What is the memory throughput of the proposed methods regarding the varying batch size?
Is the proposed strategy applicable to any continuous-time dynamic graph embedding algorithms? If yes, why and how?

审稿意见

评分: 3置信度: 52023-11-05

The paper focuses on the link prediction problem in streaming settings for continuous-time dynamic graphs. The authors propose a module decoupling strategy, which separates the memory and prediction modules of the TGN model and employs different batch sizes. The memory module utilizes a smaller batch size for more frequent updates, while the prediction module employs a larger batch size to enhance efficiency.

优点

S1. Designing GNN models for continuous-time dynamic graphs with high streaming rates is an interesting direction.

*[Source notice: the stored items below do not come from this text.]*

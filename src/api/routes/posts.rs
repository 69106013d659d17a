//! Feed Routes
//!
//! - GET /api/v1/posts - All posts, newest first
//! - POST /api/v1/posts - Share a post, returns the refreshed feed

use axum::{extract::State, http::StatusCode, Json};
use std::sync::Arc;

use crate::api::auth::Authenticated;
use crate::api::dto::{CreatePostRequest, PostListResponse};
use crate::api::error::ApiResult;
use crate::api::state::AppState;

/// GET /api/v1/posts
pub async fn list_posts(
    State(state): State<Arc<AppState>>,
    _auth: Authenticated,
) -> ApiResult<Json<PostListResponse>> {
    let posts = state.services.feed.list().await?;
    Ok(Json(PostListResponse {
        total: posts.len(),
        posts,
    }))
}

/// POST /api/v1/posts
///
/// The post is stamped with the author's cached profile fields.
pub async fn create_post(
    State(state): State<Arc<AppState>>,
    Authenticated(session): Authenticated,
    Json(req): Json<CreatePostRequest>,
) -> ApiResult<(StatusCode, Json<PostListResponse>)> {
    let profile = state.services.profile_cache.get_or_load(&session).await?;
    let posts = state
        .services
        .feed
        .create(&session.user, &profile, &req.content)
        .await?;

    Ok((
        StatusCode::CREATED,
        Json(PostListResponse {
            total: posts.len(),
            posts,
        }),
    ))
}
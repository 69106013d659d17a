//! WebSocket Live Subscriptions
//!
//! Pushes a user's reminders and profile to connected clients as they change.
//!
//! ## Architecture
//!
//! - **ConnectionHub**: Tracks connections, their sessions and topic tasks
//! - **Handler**: Handles WebSocket upgrade and message processing
//! - **Messages**: Defines client and server message formats
//!
//! ## Usage
//!
//! Clients connect to `/api/v1/ws?token=<session token>` and subscribe to:
//! - `reminders` - The full reminder list, re-sent after every change
//! - `profile` - The user's profile document
//!
//! When the session signs out the client receives `signed_out` and the
//! server closes the socket.
//!
//! ## Example
//!
//! ```javascript
//! const ws = new WebSocket(`ws://localhost:8082/api/v1/ws?token=${token}`);
//!
//! ws.onopen = () => {
//!   ws.send(JSON.stringify({type: 'subscribe', topics: ['reminders']}));
//! };
//!
//! ws.onmessage = (event) => {
//!   const msg = JSON.parse(event.data);
//!   if (msg.type === 'reminders') render(msg.reminders);
//! };
//! ```

mod handler;
mod hub;
mod messages;

pub use handler::websocket_handler;
pub use hub::{ConnectionHub, ConnectionId, HubConfig, HubError};
pub use messages::{ClientMessage, ServerMessage, Topic};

S2. The idea of decoupling memory and prediction modules is simple and intuitive.

缺点

W1. I am not fully convinced by the motivation of his problem. Firstly, the author has not clearly articulated why the issue of missing updates is significant and why existing methods struggle to address it. Secondly, LDTGN is a parameterized version of the baseline EdgeBank, and this enhancement utilizes the modular design approach of TGN. However, the intuition behind proposing this solution has not been elaborately explained.

W2. The features of nodes and edges have not been considered, and it seems that the approach is only capable of handling scenarios involving the addition of edges.

W3. The datasets used in the paper are relatively small. Since running time is a major concern of the paper, I would suggest the authors use larger datasets to demonstrate the effectiveness of LDTGN, and include baseline [1].

W4. The comparison might be unfair. I would suggest the authors apply a similar online learning strategy to baselines, ensuring a more equitable comparison. Additionally, the authors can integrate accuracy and latency metrics to demonstrate the advantages of LDTGN.

[1] Zheng Y, Wei Z, Liu J. Decoupled graph neural networks for large dynamic graphs. Proc. VLDB Endow., 2023, 16(9): 2239–2247.

问题

In addition to the points mentioned in W1-W4, the authors should also consider revising the presentation of the paper. For example, $w_1$ 、 $w_2$ 、 $w_3$ and $b$ in Equation 8 should be clearly defined.